### Work to be completed
Within the data below, find the string "scheme" and return each line where it occurs.

### Stored data

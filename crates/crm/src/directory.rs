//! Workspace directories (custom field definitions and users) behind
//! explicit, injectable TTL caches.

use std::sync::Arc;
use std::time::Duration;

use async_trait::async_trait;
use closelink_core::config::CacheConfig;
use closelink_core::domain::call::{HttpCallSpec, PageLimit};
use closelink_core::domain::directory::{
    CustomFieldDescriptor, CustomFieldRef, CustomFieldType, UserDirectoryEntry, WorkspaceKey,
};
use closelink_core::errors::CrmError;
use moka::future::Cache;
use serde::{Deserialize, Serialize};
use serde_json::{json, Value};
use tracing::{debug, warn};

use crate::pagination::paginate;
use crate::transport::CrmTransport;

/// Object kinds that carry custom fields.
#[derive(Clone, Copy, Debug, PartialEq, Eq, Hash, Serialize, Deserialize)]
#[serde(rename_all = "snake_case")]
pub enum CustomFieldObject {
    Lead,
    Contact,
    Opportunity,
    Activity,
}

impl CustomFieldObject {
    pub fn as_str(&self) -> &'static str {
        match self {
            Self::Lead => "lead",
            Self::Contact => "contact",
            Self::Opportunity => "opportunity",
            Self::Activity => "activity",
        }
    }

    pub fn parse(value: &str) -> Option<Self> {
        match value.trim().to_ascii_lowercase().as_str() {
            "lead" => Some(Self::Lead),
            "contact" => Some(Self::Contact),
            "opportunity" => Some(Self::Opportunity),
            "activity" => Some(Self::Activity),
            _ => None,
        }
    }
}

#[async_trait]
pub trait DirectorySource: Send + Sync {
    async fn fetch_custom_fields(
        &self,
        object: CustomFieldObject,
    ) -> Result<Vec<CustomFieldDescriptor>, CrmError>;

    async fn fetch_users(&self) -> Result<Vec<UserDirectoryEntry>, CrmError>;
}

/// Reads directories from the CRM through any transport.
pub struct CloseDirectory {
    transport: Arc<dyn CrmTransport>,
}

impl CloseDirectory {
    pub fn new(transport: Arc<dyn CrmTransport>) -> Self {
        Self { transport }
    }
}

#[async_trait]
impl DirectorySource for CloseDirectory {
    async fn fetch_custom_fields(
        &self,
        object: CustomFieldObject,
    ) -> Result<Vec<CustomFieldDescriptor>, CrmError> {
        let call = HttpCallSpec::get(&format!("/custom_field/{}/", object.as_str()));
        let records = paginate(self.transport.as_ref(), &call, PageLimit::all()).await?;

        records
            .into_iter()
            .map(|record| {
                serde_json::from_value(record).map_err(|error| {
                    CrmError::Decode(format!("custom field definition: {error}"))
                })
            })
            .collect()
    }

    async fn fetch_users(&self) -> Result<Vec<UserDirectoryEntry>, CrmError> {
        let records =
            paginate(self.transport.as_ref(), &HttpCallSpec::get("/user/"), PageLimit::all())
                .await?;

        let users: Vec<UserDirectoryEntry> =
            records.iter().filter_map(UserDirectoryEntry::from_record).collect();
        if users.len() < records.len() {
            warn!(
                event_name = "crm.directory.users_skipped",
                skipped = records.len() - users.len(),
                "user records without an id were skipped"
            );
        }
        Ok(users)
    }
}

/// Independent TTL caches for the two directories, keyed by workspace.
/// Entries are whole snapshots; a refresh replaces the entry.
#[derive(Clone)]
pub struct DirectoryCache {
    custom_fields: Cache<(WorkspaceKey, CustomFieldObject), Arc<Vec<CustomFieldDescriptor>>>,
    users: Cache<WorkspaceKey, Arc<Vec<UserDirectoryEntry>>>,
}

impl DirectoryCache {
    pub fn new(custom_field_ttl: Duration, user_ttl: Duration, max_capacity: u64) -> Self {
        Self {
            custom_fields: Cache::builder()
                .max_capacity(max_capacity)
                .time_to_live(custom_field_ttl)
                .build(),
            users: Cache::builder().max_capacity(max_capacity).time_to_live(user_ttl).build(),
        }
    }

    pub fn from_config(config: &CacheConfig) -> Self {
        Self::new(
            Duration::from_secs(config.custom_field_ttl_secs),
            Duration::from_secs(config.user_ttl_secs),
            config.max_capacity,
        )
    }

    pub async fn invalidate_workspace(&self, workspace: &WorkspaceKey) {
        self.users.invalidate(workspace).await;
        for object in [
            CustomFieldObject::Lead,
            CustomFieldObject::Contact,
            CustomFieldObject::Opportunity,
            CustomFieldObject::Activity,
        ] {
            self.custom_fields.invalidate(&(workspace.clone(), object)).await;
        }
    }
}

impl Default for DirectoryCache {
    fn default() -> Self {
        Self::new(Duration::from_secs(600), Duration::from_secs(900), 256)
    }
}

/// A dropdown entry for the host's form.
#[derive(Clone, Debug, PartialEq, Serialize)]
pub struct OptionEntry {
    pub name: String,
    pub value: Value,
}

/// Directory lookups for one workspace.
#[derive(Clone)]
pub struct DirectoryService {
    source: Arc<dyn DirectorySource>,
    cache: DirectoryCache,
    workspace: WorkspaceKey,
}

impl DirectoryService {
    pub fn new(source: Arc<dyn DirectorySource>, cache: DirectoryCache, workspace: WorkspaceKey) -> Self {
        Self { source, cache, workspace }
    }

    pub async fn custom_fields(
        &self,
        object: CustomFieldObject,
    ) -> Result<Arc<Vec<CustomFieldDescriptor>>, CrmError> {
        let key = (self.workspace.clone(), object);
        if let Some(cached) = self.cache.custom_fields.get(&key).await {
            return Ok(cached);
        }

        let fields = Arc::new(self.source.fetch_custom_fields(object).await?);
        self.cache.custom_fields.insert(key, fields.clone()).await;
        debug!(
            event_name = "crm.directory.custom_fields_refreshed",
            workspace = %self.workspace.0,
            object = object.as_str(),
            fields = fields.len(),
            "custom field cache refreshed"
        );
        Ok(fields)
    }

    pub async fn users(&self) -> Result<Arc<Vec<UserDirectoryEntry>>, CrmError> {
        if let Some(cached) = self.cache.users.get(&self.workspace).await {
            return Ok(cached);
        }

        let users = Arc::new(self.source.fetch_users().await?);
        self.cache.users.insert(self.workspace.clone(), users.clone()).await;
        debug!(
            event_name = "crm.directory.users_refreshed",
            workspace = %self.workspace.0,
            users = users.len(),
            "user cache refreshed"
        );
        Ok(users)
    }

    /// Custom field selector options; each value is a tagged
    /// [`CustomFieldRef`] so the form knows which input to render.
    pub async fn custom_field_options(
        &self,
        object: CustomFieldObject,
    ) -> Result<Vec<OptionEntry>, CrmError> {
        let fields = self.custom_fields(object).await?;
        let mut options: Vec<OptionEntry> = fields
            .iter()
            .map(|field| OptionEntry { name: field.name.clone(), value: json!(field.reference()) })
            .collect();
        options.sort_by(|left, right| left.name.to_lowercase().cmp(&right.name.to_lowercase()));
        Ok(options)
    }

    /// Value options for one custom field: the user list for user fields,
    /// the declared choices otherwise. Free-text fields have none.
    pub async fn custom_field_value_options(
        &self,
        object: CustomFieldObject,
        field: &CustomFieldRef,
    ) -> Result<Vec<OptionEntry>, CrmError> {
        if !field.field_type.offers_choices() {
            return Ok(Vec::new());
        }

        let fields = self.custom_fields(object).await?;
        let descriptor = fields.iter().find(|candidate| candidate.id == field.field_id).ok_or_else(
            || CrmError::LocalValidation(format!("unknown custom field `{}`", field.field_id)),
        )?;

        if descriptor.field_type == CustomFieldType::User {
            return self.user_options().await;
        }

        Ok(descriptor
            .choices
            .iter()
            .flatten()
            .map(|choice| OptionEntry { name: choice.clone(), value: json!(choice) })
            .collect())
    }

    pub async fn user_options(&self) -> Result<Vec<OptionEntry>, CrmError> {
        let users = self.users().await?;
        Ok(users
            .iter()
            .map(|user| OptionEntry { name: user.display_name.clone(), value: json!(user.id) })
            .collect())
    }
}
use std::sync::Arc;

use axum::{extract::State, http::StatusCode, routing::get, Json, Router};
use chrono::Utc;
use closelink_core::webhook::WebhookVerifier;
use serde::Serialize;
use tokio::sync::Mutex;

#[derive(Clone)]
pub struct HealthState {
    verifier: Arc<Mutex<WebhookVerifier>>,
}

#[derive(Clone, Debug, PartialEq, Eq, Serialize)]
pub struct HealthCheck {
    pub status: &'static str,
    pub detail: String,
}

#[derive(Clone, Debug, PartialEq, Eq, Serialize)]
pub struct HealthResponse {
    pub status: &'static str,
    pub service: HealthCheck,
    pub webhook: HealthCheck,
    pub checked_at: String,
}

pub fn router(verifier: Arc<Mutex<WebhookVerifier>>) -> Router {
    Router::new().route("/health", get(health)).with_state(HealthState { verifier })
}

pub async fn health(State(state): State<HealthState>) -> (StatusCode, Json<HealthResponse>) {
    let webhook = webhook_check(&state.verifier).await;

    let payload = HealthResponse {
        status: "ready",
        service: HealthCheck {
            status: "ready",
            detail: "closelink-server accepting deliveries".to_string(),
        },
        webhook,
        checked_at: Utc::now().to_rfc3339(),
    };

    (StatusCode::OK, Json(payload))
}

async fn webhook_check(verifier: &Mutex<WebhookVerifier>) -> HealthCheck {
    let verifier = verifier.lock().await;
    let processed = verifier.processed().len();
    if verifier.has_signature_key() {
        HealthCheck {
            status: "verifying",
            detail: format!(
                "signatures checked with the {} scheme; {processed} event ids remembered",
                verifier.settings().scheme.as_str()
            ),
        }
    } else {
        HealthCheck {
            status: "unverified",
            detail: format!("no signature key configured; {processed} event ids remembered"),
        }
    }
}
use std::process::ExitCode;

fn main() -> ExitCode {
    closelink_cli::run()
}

### Expected answer
                "signatures checked with the {} scheme; {processed} event ids remembered",
                verifier.settings().scheme.as_str()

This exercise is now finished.